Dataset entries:

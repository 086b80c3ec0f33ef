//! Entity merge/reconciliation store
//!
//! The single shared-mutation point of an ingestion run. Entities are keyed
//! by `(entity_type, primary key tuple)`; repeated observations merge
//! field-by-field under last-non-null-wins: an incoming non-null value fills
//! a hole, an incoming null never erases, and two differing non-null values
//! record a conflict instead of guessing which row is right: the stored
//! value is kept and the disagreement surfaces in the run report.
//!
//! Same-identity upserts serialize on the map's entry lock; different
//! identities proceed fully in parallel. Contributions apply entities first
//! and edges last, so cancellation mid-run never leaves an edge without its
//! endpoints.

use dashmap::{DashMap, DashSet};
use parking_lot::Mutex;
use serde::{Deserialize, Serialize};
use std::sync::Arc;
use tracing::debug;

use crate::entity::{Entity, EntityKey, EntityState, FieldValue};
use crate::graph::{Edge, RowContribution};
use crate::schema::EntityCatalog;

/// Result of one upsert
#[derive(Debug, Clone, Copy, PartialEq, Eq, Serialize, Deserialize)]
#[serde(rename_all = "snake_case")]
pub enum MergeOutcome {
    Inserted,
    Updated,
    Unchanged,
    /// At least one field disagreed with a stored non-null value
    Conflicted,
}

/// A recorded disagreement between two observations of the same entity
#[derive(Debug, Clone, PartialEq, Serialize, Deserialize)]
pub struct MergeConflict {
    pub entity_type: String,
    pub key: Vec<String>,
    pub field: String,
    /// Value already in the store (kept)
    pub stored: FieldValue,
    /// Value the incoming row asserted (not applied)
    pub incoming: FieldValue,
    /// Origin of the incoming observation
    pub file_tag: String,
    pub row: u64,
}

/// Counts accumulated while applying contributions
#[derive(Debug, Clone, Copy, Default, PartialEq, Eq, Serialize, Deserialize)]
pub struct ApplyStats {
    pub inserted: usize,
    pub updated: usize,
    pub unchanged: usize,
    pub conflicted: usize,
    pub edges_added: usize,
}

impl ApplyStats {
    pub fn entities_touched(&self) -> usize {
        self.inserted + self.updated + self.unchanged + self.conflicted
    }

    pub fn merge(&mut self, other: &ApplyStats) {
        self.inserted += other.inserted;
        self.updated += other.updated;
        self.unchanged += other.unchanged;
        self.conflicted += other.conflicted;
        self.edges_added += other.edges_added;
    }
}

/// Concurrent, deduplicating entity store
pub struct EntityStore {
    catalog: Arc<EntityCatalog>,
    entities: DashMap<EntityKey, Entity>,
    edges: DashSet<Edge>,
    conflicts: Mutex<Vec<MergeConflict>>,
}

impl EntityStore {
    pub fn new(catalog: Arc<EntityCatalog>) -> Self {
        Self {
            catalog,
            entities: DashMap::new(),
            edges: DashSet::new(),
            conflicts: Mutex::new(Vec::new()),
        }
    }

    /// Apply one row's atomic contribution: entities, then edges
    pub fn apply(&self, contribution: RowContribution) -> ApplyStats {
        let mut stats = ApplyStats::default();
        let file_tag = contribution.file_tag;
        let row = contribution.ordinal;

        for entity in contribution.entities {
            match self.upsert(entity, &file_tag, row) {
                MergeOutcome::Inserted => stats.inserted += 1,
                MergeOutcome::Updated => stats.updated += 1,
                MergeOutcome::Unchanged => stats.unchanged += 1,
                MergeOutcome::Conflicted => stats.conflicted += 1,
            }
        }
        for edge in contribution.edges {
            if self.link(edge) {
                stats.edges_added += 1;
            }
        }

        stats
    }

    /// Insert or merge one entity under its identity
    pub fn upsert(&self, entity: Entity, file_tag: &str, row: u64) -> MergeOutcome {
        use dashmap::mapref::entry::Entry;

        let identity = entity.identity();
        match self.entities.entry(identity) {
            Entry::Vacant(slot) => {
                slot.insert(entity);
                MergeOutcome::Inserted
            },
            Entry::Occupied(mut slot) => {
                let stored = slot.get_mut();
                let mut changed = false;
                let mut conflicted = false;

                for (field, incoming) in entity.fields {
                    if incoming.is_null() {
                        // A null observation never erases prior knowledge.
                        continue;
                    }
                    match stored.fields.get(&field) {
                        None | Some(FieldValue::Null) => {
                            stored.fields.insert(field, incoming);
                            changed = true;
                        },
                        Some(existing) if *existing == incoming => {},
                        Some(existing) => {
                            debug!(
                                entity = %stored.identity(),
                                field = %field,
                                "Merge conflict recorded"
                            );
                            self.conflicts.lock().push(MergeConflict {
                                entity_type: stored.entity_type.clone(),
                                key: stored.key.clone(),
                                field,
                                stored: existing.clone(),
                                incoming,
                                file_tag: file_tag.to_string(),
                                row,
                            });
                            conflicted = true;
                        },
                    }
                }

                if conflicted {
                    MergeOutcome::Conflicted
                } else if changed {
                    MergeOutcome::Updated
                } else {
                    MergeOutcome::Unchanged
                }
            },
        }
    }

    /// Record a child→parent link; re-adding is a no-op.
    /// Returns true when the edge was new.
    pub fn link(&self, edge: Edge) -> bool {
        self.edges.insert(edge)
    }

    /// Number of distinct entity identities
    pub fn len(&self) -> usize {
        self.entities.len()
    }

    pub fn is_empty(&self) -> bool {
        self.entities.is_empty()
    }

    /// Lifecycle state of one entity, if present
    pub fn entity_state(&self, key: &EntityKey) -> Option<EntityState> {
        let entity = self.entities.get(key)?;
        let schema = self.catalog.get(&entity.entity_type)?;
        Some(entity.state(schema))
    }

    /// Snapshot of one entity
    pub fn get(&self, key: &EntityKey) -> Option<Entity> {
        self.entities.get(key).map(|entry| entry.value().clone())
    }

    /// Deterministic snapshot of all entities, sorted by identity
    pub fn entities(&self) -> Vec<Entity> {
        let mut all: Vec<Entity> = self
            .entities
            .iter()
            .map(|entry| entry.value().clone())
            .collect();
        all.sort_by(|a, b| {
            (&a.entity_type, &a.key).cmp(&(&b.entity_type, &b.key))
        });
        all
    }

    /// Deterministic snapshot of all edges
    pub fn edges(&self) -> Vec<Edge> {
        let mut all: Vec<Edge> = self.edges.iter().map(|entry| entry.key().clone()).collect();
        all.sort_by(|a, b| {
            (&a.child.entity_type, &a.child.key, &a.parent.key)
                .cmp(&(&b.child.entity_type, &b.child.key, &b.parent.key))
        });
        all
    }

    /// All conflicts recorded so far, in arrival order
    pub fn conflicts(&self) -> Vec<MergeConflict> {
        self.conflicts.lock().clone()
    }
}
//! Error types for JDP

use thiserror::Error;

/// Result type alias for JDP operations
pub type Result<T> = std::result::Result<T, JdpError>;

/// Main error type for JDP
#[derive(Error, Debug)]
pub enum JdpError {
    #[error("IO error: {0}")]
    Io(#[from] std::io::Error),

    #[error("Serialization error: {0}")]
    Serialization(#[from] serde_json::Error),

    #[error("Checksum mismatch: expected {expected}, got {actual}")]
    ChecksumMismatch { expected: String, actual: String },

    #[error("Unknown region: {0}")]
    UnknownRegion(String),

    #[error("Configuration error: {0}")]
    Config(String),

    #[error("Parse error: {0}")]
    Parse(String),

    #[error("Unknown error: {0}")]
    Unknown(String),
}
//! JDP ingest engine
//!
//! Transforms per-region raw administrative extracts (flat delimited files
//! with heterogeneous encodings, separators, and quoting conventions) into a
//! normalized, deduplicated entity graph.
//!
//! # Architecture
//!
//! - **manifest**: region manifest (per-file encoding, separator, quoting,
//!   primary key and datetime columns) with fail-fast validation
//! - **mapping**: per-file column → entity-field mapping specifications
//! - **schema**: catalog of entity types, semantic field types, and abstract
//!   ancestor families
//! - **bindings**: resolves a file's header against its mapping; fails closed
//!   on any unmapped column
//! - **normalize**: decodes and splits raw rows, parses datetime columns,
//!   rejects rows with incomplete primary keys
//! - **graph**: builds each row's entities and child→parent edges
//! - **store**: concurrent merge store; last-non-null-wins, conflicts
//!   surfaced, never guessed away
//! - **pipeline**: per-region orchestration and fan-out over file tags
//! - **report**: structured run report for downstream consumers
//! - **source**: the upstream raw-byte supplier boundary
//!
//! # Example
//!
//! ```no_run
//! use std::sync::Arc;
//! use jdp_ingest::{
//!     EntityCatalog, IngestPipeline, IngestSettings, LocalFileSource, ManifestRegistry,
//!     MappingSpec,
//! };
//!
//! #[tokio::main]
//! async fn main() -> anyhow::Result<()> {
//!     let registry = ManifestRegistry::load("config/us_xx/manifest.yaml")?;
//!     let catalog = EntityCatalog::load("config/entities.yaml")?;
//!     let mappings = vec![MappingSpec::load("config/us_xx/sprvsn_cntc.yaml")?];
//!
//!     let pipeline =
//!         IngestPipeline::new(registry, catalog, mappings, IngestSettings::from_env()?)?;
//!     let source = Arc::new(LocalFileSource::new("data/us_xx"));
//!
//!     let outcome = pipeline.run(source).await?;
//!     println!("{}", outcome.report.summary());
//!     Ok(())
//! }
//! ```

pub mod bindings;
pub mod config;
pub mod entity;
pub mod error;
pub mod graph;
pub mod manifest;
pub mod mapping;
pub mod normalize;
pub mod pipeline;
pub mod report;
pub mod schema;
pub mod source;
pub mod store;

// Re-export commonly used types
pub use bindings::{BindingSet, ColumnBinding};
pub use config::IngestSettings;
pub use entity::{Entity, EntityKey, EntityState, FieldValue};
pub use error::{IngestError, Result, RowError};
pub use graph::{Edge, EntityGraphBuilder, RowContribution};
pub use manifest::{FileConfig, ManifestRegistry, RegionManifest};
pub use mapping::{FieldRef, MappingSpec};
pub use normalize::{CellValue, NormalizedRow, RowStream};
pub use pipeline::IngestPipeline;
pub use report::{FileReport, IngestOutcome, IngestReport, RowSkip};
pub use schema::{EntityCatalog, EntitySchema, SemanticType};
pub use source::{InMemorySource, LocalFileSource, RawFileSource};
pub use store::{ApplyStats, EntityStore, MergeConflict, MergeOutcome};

* * *

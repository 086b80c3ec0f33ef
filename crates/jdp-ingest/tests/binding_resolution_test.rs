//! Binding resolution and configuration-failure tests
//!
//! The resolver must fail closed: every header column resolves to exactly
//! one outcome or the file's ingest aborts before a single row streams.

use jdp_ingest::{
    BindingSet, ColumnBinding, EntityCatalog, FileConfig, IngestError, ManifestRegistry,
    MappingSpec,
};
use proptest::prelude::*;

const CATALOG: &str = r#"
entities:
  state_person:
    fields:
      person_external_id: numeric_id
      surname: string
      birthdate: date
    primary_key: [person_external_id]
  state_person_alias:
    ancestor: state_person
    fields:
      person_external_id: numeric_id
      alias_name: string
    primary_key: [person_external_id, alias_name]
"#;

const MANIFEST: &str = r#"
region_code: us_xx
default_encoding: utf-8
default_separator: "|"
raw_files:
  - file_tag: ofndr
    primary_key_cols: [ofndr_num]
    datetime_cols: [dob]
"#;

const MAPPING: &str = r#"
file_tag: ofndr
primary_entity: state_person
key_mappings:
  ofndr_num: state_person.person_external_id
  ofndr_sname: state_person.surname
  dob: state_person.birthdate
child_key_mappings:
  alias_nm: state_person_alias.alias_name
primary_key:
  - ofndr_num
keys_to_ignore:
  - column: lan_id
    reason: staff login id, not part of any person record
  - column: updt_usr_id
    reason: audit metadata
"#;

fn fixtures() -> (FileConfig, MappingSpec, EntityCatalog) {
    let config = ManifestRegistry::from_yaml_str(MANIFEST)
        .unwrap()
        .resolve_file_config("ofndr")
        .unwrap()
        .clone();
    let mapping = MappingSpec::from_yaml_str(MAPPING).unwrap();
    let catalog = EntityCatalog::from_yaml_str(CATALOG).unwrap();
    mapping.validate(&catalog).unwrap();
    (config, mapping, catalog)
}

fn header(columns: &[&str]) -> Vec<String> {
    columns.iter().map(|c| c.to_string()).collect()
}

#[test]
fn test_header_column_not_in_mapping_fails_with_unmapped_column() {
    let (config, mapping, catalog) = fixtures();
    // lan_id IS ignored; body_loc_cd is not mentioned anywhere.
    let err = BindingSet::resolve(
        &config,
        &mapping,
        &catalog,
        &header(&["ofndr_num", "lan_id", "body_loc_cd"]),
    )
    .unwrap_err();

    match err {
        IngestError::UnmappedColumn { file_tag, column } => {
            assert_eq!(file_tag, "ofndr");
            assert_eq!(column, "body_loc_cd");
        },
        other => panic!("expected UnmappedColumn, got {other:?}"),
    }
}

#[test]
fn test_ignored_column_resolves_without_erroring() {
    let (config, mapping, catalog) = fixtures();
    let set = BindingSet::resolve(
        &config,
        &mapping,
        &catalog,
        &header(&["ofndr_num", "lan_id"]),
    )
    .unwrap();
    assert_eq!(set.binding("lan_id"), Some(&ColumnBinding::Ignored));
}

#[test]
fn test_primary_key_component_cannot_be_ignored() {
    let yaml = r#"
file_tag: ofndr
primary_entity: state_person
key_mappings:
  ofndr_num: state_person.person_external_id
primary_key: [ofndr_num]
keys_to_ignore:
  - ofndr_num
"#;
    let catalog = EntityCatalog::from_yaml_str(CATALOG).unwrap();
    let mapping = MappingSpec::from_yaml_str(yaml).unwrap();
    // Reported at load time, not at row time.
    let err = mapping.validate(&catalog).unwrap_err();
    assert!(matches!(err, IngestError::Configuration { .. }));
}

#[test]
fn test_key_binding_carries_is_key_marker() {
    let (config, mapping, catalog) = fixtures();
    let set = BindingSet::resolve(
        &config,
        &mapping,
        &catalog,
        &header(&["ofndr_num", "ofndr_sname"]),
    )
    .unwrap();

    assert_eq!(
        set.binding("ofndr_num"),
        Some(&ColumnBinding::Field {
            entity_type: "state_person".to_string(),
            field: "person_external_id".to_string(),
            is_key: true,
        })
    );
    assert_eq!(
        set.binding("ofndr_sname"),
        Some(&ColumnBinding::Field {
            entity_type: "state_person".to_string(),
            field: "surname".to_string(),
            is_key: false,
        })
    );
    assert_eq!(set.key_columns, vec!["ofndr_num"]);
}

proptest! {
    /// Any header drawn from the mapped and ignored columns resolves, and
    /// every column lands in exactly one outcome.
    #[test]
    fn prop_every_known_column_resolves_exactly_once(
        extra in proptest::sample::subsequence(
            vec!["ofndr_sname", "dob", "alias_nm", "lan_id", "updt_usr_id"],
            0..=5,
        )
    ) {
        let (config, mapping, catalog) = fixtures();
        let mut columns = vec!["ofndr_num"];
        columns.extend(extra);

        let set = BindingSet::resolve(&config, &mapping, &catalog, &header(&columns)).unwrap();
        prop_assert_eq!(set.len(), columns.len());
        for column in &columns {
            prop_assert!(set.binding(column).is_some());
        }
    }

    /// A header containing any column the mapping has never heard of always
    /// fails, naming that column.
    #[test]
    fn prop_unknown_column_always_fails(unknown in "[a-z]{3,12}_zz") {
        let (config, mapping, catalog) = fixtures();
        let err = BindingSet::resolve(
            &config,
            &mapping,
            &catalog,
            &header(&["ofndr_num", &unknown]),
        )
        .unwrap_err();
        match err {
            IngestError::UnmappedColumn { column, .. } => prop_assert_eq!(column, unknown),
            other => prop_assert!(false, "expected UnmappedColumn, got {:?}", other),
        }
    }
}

REQUIRED WORK -
Count every line in the data that contains the word "link", then give that count and nothing else.

RESPONSE -
3